*Directions*. Return each line of the records holding the string "bool".

----- Exercise materials -----

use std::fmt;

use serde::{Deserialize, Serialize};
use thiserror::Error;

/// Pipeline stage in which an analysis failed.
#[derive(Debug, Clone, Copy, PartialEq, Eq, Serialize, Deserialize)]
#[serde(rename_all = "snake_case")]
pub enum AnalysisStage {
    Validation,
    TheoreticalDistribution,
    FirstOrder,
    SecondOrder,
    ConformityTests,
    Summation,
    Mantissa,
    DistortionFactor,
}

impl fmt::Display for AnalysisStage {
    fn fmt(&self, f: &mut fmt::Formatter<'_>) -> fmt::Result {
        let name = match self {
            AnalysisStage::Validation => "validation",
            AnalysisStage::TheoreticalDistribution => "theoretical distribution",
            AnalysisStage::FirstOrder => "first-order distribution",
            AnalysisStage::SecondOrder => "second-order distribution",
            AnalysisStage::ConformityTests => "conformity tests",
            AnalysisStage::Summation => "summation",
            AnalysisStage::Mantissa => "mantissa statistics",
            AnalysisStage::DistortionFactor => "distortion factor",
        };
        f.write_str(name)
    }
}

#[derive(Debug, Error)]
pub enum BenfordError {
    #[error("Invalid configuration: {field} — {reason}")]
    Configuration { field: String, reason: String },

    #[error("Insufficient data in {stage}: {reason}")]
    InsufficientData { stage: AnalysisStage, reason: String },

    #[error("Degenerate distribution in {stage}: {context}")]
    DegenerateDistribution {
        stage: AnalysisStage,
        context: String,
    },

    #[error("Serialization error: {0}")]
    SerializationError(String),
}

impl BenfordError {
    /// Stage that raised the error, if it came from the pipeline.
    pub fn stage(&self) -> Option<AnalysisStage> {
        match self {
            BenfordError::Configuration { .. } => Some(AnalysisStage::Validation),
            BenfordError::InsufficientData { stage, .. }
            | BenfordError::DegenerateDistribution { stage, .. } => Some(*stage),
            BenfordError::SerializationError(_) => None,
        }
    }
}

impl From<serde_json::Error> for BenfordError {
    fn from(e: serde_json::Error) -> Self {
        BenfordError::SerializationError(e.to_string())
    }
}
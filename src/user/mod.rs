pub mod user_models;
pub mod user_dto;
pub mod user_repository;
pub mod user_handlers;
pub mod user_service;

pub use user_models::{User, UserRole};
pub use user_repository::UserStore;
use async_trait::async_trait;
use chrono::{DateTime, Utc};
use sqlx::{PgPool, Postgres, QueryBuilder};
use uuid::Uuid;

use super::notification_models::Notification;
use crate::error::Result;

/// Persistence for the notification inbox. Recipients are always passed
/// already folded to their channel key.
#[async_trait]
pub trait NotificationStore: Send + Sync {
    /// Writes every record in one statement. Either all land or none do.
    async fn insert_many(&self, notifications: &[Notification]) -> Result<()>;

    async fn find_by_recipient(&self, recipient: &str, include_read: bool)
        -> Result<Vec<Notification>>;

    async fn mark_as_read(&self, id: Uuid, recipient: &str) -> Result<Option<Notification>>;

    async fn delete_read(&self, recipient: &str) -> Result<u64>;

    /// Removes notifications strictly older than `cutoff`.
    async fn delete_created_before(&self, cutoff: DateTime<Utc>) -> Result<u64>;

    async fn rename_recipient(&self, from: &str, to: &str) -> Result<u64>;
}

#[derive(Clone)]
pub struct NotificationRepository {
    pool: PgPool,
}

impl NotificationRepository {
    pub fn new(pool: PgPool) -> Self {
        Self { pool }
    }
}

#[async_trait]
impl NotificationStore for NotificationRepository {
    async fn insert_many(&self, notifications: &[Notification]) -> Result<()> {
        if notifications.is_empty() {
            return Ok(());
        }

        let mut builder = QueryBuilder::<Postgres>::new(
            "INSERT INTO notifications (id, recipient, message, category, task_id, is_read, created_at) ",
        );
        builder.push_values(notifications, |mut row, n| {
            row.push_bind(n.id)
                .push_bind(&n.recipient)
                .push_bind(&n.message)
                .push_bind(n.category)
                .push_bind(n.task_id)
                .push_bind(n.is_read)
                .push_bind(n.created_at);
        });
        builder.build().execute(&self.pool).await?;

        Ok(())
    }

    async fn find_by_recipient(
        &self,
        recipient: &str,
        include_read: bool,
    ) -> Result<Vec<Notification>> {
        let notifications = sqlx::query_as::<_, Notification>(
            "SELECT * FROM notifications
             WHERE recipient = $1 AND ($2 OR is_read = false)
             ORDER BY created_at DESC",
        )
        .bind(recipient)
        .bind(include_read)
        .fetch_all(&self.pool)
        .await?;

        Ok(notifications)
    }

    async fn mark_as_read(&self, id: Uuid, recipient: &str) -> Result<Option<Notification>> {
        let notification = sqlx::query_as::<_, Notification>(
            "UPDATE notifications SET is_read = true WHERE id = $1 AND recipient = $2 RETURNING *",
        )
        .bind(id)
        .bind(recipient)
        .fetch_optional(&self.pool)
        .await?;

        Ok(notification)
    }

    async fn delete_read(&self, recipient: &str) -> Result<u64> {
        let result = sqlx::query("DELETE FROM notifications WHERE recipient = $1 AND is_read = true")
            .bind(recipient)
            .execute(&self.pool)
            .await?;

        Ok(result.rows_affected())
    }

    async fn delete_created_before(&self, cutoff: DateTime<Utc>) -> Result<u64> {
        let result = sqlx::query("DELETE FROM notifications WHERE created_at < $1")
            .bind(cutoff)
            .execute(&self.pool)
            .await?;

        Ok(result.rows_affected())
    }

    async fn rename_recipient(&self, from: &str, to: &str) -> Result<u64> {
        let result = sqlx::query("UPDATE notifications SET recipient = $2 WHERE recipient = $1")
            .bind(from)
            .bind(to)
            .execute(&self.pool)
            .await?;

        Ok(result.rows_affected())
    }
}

-----

*Response to the task*.
    async fn find_by_recipient(&self, recipient: &str, include_read: bool)
        include_read: bool,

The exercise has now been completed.